The experts will work with health teams in the respective counties for two years and transfer their skills to local malaria control experts.
They will map out key breeding sites for spraying using biological methods to kill the mosquito larvae at the breeding sites.
This exercise is expected go a long way in accelerating Kenya’s efforts towards malaria elimination.
Youth are expected to take part in the project as per the President’s directive that they should be involved in malaria eradication programmes.
They will play a critical role in the project which has been described as labour intensive in terms of spraying breeding areas of mosquitoes.
The exercise would have to be repeated after every rainy season.
Cuba eliminated malaria in 1973 mainly through the control of the mosquito by spraying their breeding sites.
According to Health CAS Dr Rashid Aman, the ministry distributed 16 million insecticidal nets, with Kakamega receiving 1.4 million nets.
The county played host to this year’s world Malaria Day celebrations on Monday.

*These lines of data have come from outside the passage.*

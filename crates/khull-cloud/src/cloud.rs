//! Ordered 2D point cloud with per-point status flags.

use khull_math::Point2;

/// Lifecycle status of a point inside a cloud.
#[derive(Debug, Clone, Copy, PartialEq, Eq, Default)]
pub enum PointStatus {
    /// The point participates in queries.
    #[default]
    Active,
    /// The point is logically deleted: skipped by queries, index preserved.
    Removed,
}

/// A 2D point enriched with its lifecycle status.
#[derive(Debug, Clone, Copy)]
pub struct CloudPoint {
    /// Spatial coordinates.
    pub coord: Point2,
    /// Lifecycle status.
    pub status: PointStatus,
}

impl CloudPoint {
    /// Create an active point at `coord`.
    pub fn new(coord: Point2) -> Self {
        Self {
            coord,
            status: PointStatus::Active,
        }
    }

    /// Is the point still active?
    pub fn is_active(&self) -> bool {
        self.status == PointStatus::Active
    }
}

/// An ordered, index-addressable 2D point cloud.
///
/// Indices are stable for the lifetime of the cloud: removal flips a
/// status flag instead of erasing the element. Callers that need an
/// independent cloud take a deep copy ([`Clone`] keeps statuses,
/// [`PointCloud::working_copy`] resets them).
#[derive(Debug, Clone, Default)]
pub struct PointCloud {
    points: Vec<CloudPoint>,
}

impl PointCloud {
    /// Create an empty cloud.
    pub fn new() -> Self {
        Self { points: Vec::new() }
    }

    /// Build a cloud of active points from raw coordinates.
    pub fn from_points(coords: &[Point2]) -> Self {
        coords.iter().copied().collect()
    }

    /// Number of contained points, active and removed alike.
    pub fn len(&self) -> usize {
        self.points.len()
    }

    /// Check if the cloud has no points at all.
    pub fn is_empty(&self) -> bool {
        self.points.is_empty()
    }

    /// Access a point by index.
    ///
    /// Panics when `index` is out of range; out-of-range access is a
    /// programming error, not a recoverable condition.
    pub fn get(&self, index: usize) -> &CloudPoint {
        &self.points[index]
    }

    /// Mutable access to a point by index. Panics when out of range.
    pub fn get_mut(&mut self, index: usize) -> &mut CloudPoint {
        &mut self.points[index]
    }

    /// Append a point to the cloud.
    pub fn push(&mut self, point: CloudPoint) {
        self.points.push(point);
    }

    /// Remove all points.
    pub fn clear(&mut self) {
        self.points.clear();
    }

    /// Iterate over the contained points.
    pub fn iter(&self) -> std::slice::Iter<'_, CloudPoint> {
        self.points.iter()
    }

    /// Iterate over point coordinates, in insertion order.
    pub fn coords(&self) -> impl Iterator<Item = &Point2> + '_ {
        self.points.iter().map(|p| &p.coord)
    }

    /// Number of points still active.
    pub fn active_count(&self) -> usize {
        self.points.iter().filter(|p| p.is_active()).count()
    }

    /// Deep copy with every status reset to active.
    pub fn working_copy(&self) -> Self {
        self.points.iter().map(|p| p.coord).collect()
    }

    /// Mark the point at `index` as logically removed.
    pub fn remove(&mut self, index: usize) {
        self.points[index].status = PointStatus::Removed;
    }

    /// Restore the point at `index` to the active state.
    pub fn restore(&mut self, index: usize) {
        self.points[index].status = PointStatus::Active;
    }

    /// Axis-aligned bounds of the cloud, or `None` when empty.
    pub fn bounds(&self) -> Option<Aabb2> {
        if self.points.is_empty() {
            return None;
        }
        let mut aabb = Aabb2::empty();
        for p in &self.points {
            aabb.include_point(&p.coord);
        }
        Some(aabb)
    }
}

impl FromIterator<Point2> for PointCloud {
    fn from_iter<I: IntoIterator<Item = Point2>>(iter: I) -> Self {
        Self {
            points: iter.into_iter().map(CloudPoint::new).collect(),
        }
    }
}

/// Axis-aligned bounding box in the cloud plane.
#[derive(Debug, Clone, Copy)]
pub struct Aabb2 {
    /// Minimum corner.
    pub min: Point2,
    /// Maximum corner.
    pub max: Point2,
}

impl Aabb2 {
    /// Create an empty (inverted) box suitable for expansion.
    pub fn empty() -> Self {
        Self {
            min: Point2::new(f64::INFINITY, f64::INFINITY),
            max: Point2::new(f64::NEG_INFINITY, f64::NEG_INFINITY),
        }
    }

    /// Expand the box to include a point.
    pub fn include_point(&mut self, p: &Point2) {
        self.min.x = self.min.x.min(p.x);
        self.min.y = self.min.y.min(p.y);
        self.max.x = self.max.x.max(p.x);
        self.max.y = self.max.y.max(p.y);
    }

    /// Extent along X.
    pub fn width(&self) -> f64 {
        self.max.x - self.min.x
    }

    /// Extent along Y.
    pub fn height(&self) -> f64 {
        self.max.y - self.min.y
    }
}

“Despite the high malaria prevalence in this region at 19 per cent, we recognise that there has been a significant drop in the disease burden which was at 27 per cent in 2015,” Aman said.
Ministry data shows the region reported 3.2 million confirmed malaria cases which represent 75 per cent of all cases nationally.
“This is evidence that despite the progress we continue to report, as a country, there is still more that needs to be done to attain the status of a malaria-free Kenya,” he said.
“USAID on the other hand have supported us especially in procurement of malaria prevention, diagnosis and treatment commodities. This has seen all malaria commodities provided for free of charge to citizens.”
Malaria is a major public health problem in Kenya. Each minute a child dies from malaria in Kenya.
Due to altitude, rainfall patterns and temperature, about 70 percent of the Kenyan population is at risk for malaria.
Besides being the leading cause of morbidity and mortality in the country, the disease is listed among the top 10 causes of outpatient visits countrywide.
Kenya still suffers an estimated 3.5 million new clinical cases and over 10,000 deaths of malaria each year.
Overall, Kenya has been able to reduce the prevalence of malaria by half from 11 per cent in 2010 to six per cent in 2020.